Uiteindelijk kon niemand het over zijn hart verkrijgen om de ongenode gasten weg te jagen en toen ze halverwege waren met de logeer- annex kraamkamer, was er alleen nog maar bewondering voor de magnifieke bouwkunst van de logés: Hoe kregen ze het toch voor elkaar om met alleen maar wat modder, plantenresten en speeksel zo'n mooi bolvormig nest te bouwen, dat ook nog eens zonder spijkers of schroeven aan dak en muur bleef hangen!


Ik ben niet bepaald een vogelaar. Een kraai kan ik best van een lijster onderscheiden en een zwaluw van een gierzwaluw gaat ook nog wel, maar als het op ondersoorten aankomt, overvalt me plotseling een vorm van dyslexie: Als ik eindelijk besloten heb wat de kleuren van de kop zijn, ben ik die van de staart alweer vergeten.

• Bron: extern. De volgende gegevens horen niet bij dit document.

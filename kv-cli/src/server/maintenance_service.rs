use std::ops::Bound;
use std::pin::Pin;
use std::sync::Arc;

use tokio_stream::wrappers::ReceiverStream;
use tokio_stream::Stream;
use tonic::{Request, Response, Status};

use kvcore::alarm::AlarmType;
use kvcore::storage::engine::Engine;
use kvcore::storage::persistent::keyspace;

use crate::pb::etcdserverpb::alarm_request::{AlarmAction, AlarmType as PbAlarmType};
use crate::pb::etcdserverpb::maintenance_server::Maintenance;
use crate::pb::etcdserverpb::{
    AlarmMember, AlarmRequest, AlarmResponse, DefragmentRequest, DefragmentResponse, HashKvRequest,
    HashKvResponse, HashRequest, HashResponse, MoveLeaderRequest, MoveLeaderResponse, SnapshotRequest,
    SnapshotResponse, StatusRequest, StatusResponse,
};
use crate::server::{header, to_status, Shared};

pub struct MaintenanceService {
    shared: Arc<Shared>,
}

impl MaintenanceService {
    pub fn new(shared: Arc<Shared>) -> Self {
        Self { shared }
    }
}

fn kv_keyspace_bounds() -> (Bound<Vec<u8>>, Bound<Vec<u8>>) {
    keyspace::bounds(keyspace::KV)
}

/// Default chunk size for a streamed `Snapshot` response, matching etcd's.
const SNAPSHOT_CHUNK_BYTES: usize = 4 * 1024 * 1024;

#[tonic::async_trait]
impl Maintenance for MaintenanceService {
    async fn status(&self, _request: Request<StatusRequest>) -> Result<Response<StatusResponse>, Status> {
        let status = self.shared.node.with_engine(|engine| engine.status()).map_err(to_status)?;
        Ok(Response::new(StatusResponse {
            header: Some(header(&self.shared)),
            version: env!("CARGO_PKG_VERSION").to_string(),
            db_size: status.total_disk_size,
            is_learner: false,
        }))
    }

    async fn hash(&self, _request: Request<HashRequest>) -> Result<Response<HashResponse>, Status> {
        let hash = self.shared.node.with_engine(|engine| {
            let mut hasher = crc32fast::Hasher::new();
            for entry in engine.scan_dyn(kv_keyspace_bounds()) {
                let (key, value) = entry?;
                hasher.update(&key);
                hasher.update(&value);
            }
            kvcore::error::CResult::Ok(hasher.finalize())
        }).map_err(to_status)?;
        Ok(Response::new(HashResponse { header: Some(header(&self.shared)), hash }))
    }

    async fn hash_kv(
        &self,
        request: Request<HashKvRequest>,
    ) -> Result<Response<HashKvResponse>, Status> {
        let req = request.into_inner();
        let current = self.shared.node.current_revision();
        if req.revision > 0 && req.revision != current {
            return Err(to_status(kvcore::error::Error::Compacted { compact_revision: current }));
        }
        let hash = self.shared.node.with_engine(|engine| {
            let mut hasher = crc32fast::Hasher::new();
            for entry in engine.scan_dyn(kv_keyspace_bounds()) {
                let (key, value) = entry?;
                hasher.update(&key);
                hasher.update(&value);
            }
            kvcore::error::CResult::Ok(hasher.finalize())
        }).map_err(to_status)?;
        Ok(Response::new(HashKvResponse {
            header: Some(header(&self.shared)),
            hash,
            compact_revision: 0,
        }))
    }

    async fn alarm(&self, request: Request<AlarmRequest>) -> Result<Response<AlarmResponse>, Status> {
        let req = request.into_inner();
        let alarm_type = match PbAlarmType::try_from(req.alarm).unwrap_or(PbAlarmType::None) {
            PbAlarmType::Nospace => Some(AlarmType::NoSpace),
            PbAlarmType::None => None,
        };
        let mut alarms = self.shared.alarms.lock().expect("alarm state lock poisoned");
        match AlarmAction::try_from(req.action).unwrap_or(AlarmAction::Get) {
            AlarmAction::Get => {}
            AlarmAction::Activate => {
                if let Some(kind) = alarm_type {
                    alarms.activate(req.member_id, kind);
                }
            }
            AlarmAction::Deactivate => {
                if let Some(kind) = alarm_type {
                    alarms.deactivate(req.member_id, kind);
                }
            }
        }
        let active = alarms
            .list()
            .into_iter()
            .map(|(member_id, _)| AlarmMember { member_id, alarm: PbAlarmType::Nospace as i32 })
            .collect();
        Ok(Response::new(AlarmResponse { header: Some(header(&self.shared)), alarms: active }))
    }

    type SnapshotStream = Pin<Box<dyn Stream<Item = Result<SnapshotResponse, Status>> + Send + 'static>>;

    async fn snapshot(
        &self,
        _request: Request<SnapshotRequest>,
    ) -> Result<Response<Self::SnapshotStream>, Status> {
        let blob = self.shared.node.with_engine(|engine| engine.snapshot()).map_err(to_status)?;
        let header = header(&self.shared);
        let (tx, rx) = tokio::sync::mpsc::channel(4);

        tokio::spawn(async move {
            let total = blob.len();
            let mut offset = 0;
            loop {
                let end = (offset + SNAPSHOT_CHUNK_BYTES).min(total);
                let chunk = blob[offset..end].to_vec();
                offset = end;
                let remaining_bytes = (total - offset) as u64;
                let response =
                    SnapshotResponse { header: Some(header.clone()), remaining_bytes, blob: chunk };
                if tx.send(Ok(response)).await.is_err() {
                    return;
                }
                if offset >= total {
                    return;
                }
            }
        });

        Ok(Response::new(Box::pin(ReceiverStream::new(rx))))
    }

    async fn defragment(
        &self,
        _request: Request<DefragmentRequest>,
    ) -> Result<Response<DefragmentResponse>, Status> {
        self.shared.node.with_engine(|engine| engine.defragment()).map_err(to_status)?;
        Ok(Response::new(DefragmentResponse { header: Some(header(&self.shared)) }))
    }

    async fn move_leader(
        &self,
        _request: Request<MoveLeaderRequest>,
    ) -> Result<Response<MoveLeaderResponse>, Status> {
        // Single-node deployments have no leadership to transfer.
        Ok(Response::new(MoveLeaderResponse { header: Some(header(&self.shared)) }))
    }
}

Deze vogels vlogen echter zo vaak over de eettafel op de veranda, dat zelfs ik - met hulp van de Peterson en een Portugese vogelgids - tot de conclusie kon komen dat het geen gewone boerenzwaluwen waren, maar roodstuitzwaluwen, een soort die normaal gesproken slechts onder overhangende rotsen en onder bruggen haar nesten bouwt en waarvoor een beetje vogelaar in Nederland- als er een melding binnenkomt - naar de andere kant van het land scheurt, om die zeldzame dwaalgast op de foto te krijgen. `Zie je wel, een hele eer´, dacht ik bij mezelf, want hoewel deze zwaluwsoort in Portugal helemaal niet zeldzaam is, broedt hij toch niet zomaar onder ieders dak.
Ik maakte elke dag foto's van hun vorderingen.


Toen het nest af was had ik zekerheid. Het kreeg een nauwe tuit als ingang en dat zie je alleen bij de roodstuitzwaluw. Die flessenhals dient om concurrerende mannetjes buiten te houden en daarmee gemengd broedsel te voorkomen. De wijfjes worden in het nest bevrucht.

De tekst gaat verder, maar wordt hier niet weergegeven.